Sometimes, this is the result of an uninspiring product or a listless marketing campaign. More often, it’s merely a case of poor market research: either there’s not enough demand for your particular product, or you’re approaching consumers from entirely the wrong angle. With over 6 million new businesses popping up every year in the United States alone, it’s harder than ever to grab the attention of potential consumers and investors. How can you avoid this situation without diverting too many development resources into customer research?
Below, IdeaPros, a firm that specializes in working with entrepreneurs to navigate this competitive field by crafting custom, low-risk opportunities that position businesses for success, details 6 inexpensive market research methods to use in product development:
- Mine Competitor Reviews for Information
In this age of social media, it’s seldom difficult to find people expressing opinions online about any topic. Use this to your advantage by reading reviews of your competitors’ products and services. What do customers like about them? Which problems seem to crop up regularly? Are there any obvious gaps in the market? If you can take the best from your competition while filling in the missing pieces, you’ll put yourself in a strategic position within your niche.

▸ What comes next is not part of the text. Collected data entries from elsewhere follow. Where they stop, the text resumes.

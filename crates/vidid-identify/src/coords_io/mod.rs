//! Coords+ids file formats: CSV (one row per rectangle) and a minimal,
//! self-contained XRA-shaped XML format.

pub mod csv;
pub mod xra;

pub use csv::{read_csv, CsvWriter, FrameRecord};
pub use xra::{read_xra, XraWriter};

/// The coords file format to read/write, selected by the CLI's
/// `--csv`/`--xra` flags.
#[derive(Debug, Clone, Copy, PartialEq, Eq)]
pub enum CoordsFormat {
    Csv,
    Xra,
}

impl Default for CoordsFormat {
    fn default() -> Self {
        CoordsFormat::Csv
    }
}

/// Reads a coords file, dispatching on `format`.
pub fn read(
    path: impl AsRef<std::path::Path>,
    format: CoordsFormat,
) -> crate::error::Result<Vec<FrameRecord>> {
    match format {
        CoordsFormat::Csv => read_csv(path),
        CoordsFormat::Xra => read_xra(path),
    }
}

/// A coords writer, dispatching on `format`. Both variants are opened once
/// for the whole run and closed at the end.
pub enum CoordsWriter {
    Csv(CsvWriter),
    Xra(XraWriter),
}

impl CoordsWriter {
    pub fn create(
        path: impl AsRef<std::path::Path>,
        format: CoordsFormat,
        fps: f64,
    ) -> crate::error::Result<Self> {
        Ok(match format {
            CoordsFormat::Csv => CoordsWriter::Csv(CsvWriter::create(path, fps)?),
            CoordsFormat::Xra => CoordsWriter::Xra(XraWriter::create(path, fps)?),
        })
    }

    pub fn write_frame(
        &mut self,
        frame_index: usize,
        buffer: usize,
        coords: &[vidid_core::Coord],
        ids: &[String],
    ) -> crate::error::Result<()> {
        match self {
            CoordsWriter::Csv(w) => w.write_frame(frame_index, buffer, coords, ids),
            CoordsWriter::Xra(w) => w.write_frame(frame_index, buffer, coords, ids),
        }
    }

    pub fn close(self) -> crate::error::Result<()> {
        match self {
            CoordsWriter::Csv(mut w) => w.flush(),
            CoordsWriter::Xra(w) => w.close(),
        }
    }
}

- Use Keyword Research Tools
Keyword research using tools such as Wordstream or Google Keyword Planner is an essential part of marketing, helping you to tailor your content and SEO to the actual language consumers are using. However, the same tools can be used to inform product development. Which unexpected terms are appearing within your niche, and how could your product be tweaked to address those searches? Are there any significant desires that seem to go unaddressed? How does overall search volume compare to markets with which you’re already familiar?
- Consult Your Customers
A database of existing customers is invaluable for direct marketing, but can also be leveraged to improve your future products and services. Michael Corradini is the CEO & Co-Founder of IdeaPros. He recommends asking your most loyal (or lucrative) customers for their opinions on your plans, possibly offering an incentive such as a discount on their next order. “You don’t need to conduct a vast information-gathering exercise, but getting some genuine customer opinions can shed plenty of light on your current development ideas,” stated Corradini.
- Online Surveys
Surveys are a tried-and-tested way of gathering consumer opinion, but you don’t need to spend a fortune with a market research agency to benefit from the technique. Online services such as SurveyMonkey and Google Consumer Surveys make it easy to present a questionnaire to a highly targeted group of consumers, at the cost of a few cents per completion. Although the expense can mount up for a large sample size, it’s a low price to pay compared to investing much more substantial sums in a misguided development process.
- Check Out Influencers
Every industry has figures who regularly comment on a niche’s state of play, and also predict future trends. Paying careful attention to media coverage of these pundits can reveal plenty, but you can even go one step further. Many of these commentators are only too happy to share their thoughts in return for a little exposure. If you’re in a position to conduct an interview and publish the results, you also have the opportunity to pick their brains about which new features they’d like to see, and which future directions they expect the market to take. Of course, any gems you unearth needn’t make the final publication.
- Validate with Paid Ads
Lastly, even the most careful research can become obsolete when it meets the real world. Before committing resources to a full-scale launch, test the market with a low-budget advertising campaign. Even if your conversion aim is only a sign-up for a launch announcement, you’ll have a much better idea about the scale of interest in your planned offering.
It takes more than an excellent product to achieve business success. If you don’t know how to identify your market efficiently (or even if a sufficient market exists), then all the product development resources you can muster can quickly come to nothing.